[Saved entries]
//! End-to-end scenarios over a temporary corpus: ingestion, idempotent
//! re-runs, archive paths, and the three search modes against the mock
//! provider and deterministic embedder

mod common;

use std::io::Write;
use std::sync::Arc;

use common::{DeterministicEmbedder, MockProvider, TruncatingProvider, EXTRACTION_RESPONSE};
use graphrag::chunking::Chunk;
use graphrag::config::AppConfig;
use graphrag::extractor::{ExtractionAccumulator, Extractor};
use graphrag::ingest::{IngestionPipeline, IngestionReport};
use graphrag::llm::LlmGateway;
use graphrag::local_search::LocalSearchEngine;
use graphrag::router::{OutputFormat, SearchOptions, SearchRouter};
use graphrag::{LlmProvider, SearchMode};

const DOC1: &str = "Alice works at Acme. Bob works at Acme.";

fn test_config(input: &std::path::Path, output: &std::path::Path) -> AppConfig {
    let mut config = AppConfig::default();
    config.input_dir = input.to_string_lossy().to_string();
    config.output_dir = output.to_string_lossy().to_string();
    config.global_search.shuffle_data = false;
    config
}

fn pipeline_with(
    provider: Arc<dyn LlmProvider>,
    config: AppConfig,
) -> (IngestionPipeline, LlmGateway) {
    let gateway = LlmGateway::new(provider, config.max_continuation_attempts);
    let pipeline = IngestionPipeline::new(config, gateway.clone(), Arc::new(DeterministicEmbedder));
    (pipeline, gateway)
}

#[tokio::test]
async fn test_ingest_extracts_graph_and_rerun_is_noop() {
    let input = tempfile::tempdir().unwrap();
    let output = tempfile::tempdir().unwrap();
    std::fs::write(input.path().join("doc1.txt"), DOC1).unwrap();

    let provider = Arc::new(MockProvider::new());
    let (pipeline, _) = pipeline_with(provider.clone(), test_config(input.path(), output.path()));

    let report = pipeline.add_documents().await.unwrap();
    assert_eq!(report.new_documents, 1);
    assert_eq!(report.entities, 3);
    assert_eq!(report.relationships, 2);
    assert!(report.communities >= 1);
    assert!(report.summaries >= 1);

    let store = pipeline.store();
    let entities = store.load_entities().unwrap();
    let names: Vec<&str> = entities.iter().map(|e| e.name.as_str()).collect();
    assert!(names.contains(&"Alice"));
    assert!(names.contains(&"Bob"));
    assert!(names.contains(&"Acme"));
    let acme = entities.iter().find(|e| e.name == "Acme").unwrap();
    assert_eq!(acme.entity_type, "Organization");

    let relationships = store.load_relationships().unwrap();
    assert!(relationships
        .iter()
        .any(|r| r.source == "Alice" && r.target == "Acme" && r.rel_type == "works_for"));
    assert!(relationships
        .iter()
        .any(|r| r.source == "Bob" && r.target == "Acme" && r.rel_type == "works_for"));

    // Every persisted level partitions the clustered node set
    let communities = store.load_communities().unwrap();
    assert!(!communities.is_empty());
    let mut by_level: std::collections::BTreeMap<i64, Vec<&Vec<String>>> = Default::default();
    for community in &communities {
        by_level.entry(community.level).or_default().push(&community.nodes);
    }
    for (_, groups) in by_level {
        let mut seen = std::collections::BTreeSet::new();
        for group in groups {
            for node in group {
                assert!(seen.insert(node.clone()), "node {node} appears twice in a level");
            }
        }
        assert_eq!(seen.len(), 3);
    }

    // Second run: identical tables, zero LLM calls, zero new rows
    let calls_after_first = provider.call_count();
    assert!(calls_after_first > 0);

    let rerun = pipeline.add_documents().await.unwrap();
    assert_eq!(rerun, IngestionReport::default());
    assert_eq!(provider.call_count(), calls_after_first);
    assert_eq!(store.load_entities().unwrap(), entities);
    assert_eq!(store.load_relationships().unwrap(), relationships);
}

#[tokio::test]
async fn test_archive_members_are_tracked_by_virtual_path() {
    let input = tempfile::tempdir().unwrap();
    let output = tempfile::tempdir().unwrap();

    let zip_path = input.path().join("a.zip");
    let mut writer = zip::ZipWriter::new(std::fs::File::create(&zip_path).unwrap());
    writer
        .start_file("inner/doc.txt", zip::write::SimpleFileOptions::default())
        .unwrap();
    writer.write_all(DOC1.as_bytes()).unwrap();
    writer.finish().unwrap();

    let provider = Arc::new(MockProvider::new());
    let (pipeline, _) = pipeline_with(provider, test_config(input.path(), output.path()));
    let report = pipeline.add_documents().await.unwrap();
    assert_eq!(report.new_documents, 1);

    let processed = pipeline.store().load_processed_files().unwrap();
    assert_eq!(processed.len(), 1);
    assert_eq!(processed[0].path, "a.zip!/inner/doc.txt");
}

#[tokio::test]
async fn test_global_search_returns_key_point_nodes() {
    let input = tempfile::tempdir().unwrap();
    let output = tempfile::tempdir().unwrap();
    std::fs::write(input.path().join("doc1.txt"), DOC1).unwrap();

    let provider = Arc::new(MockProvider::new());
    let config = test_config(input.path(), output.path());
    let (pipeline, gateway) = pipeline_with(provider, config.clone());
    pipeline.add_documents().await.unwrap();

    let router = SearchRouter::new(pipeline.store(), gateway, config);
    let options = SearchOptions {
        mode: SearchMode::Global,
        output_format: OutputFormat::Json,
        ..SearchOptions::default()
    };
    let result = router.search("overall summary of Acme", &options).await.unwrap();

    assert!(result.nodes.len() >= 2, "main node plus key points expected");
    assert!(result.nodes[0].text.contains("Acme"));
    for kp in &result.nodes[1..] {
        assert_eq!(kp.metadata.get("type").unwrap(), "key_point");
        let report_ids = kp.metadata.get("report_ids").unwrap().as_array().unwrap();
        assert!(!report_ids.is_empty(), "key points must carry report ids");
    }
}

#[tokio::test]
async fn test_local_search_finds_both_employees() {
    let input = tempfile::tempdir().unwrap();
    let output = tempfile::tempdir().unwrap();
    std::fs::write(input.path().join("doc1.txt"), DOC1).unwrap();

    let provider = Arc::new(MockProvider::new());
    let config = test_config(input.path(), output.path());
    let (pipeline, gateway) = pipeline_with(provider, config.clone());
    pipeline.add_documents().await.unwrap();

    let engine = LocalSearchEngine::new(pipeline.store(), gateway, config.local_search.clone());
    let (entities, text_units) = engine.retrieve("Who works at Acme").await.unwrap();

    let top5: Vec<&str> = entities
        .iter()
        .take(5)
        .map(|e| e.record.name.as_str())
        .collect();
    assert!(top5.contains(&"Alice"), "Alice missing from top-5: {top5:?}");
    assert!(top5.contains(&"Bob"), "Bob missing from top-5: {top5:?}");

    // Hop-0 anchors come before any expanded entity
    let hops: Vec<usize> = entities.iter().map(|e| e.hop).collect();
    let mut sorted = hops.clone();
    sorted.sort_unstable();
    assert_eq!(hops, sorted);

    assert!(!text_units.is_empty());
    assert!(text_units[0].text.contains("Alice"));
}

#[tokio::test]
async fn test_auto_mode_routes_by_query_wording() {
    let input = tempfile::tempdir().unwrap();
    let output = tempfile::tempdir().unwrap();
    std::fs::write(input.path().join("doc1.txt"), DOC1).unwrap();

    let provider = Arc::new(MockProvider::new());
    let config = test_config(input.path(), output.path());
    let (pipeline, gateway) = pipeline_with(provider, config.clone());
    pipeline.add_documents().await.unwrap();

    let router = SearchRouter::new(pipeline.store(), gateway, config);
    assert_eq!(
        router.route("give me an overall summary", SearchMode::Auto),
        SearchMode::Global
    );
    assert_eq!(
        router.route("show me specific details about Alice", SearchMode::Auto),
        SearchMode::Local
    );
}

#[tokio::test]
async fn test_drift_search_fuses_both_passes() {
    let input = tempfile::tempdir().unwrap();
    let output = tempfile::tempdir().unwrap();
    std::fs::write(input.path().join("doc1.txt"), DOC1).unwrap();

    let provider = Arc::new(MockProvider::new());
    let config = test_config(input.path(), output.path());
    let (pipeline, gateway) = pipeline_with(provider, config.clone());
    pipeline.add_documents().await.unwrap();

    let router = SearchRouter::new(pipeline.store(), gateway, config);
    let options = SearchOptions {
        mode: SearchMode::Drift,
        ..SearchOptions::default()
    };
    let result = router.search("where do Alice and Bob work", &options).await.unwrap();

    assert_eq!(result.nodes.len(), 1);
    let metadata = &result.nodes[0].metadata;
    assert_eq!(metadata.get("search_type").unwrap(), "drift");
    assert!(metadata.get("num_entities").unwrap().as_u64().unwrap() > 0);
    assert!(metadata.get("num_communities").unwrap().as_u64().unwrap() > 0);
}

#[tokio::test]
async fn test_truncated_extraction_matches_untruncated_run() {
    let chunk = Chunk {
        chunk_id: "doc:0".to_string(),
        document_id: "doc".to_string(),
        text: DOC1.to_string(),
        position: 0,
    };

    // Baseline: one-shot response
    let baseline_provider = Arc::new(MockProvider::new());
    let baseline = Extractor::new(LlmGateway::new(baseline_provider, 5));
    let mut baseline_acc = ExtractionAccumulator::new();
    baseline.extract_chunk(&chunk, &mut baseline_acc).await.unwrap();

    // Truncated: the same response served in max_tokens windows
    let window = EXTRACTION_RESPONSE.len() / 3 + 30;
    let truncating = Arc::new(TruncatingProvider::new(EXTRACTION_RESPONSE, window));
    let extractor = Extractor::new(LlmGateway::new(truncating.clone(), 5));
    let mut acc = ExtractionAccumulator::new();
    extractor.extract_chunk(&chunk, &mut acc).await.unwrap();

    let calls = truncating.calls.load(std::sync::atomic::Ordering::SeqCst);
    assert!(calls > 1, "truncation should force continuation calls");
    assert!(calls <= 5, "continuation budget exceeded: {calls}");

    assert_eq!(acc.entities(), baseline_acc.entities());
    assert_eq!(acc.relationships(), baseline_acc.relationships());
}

- [What you are asked to do]: Pull out the lines above in which the word "result" appears.

- [Solution for this exercise]:
    let result = router.search("overall summary of Acme", &options).await.unwrap();
    assert!(result.nodes.len() >= 2, "main node plus key points expected");
    assert!(result.nodes[0].text.contains("Acme"));
    for kp in &result.nodes[1..] {
    let result = router.search("where do Alice and Bob work", &options).await.unwrap();
    assert_eq!(result.nodes.len(), 1);
    let metadata = &result.nodes[0].metadata;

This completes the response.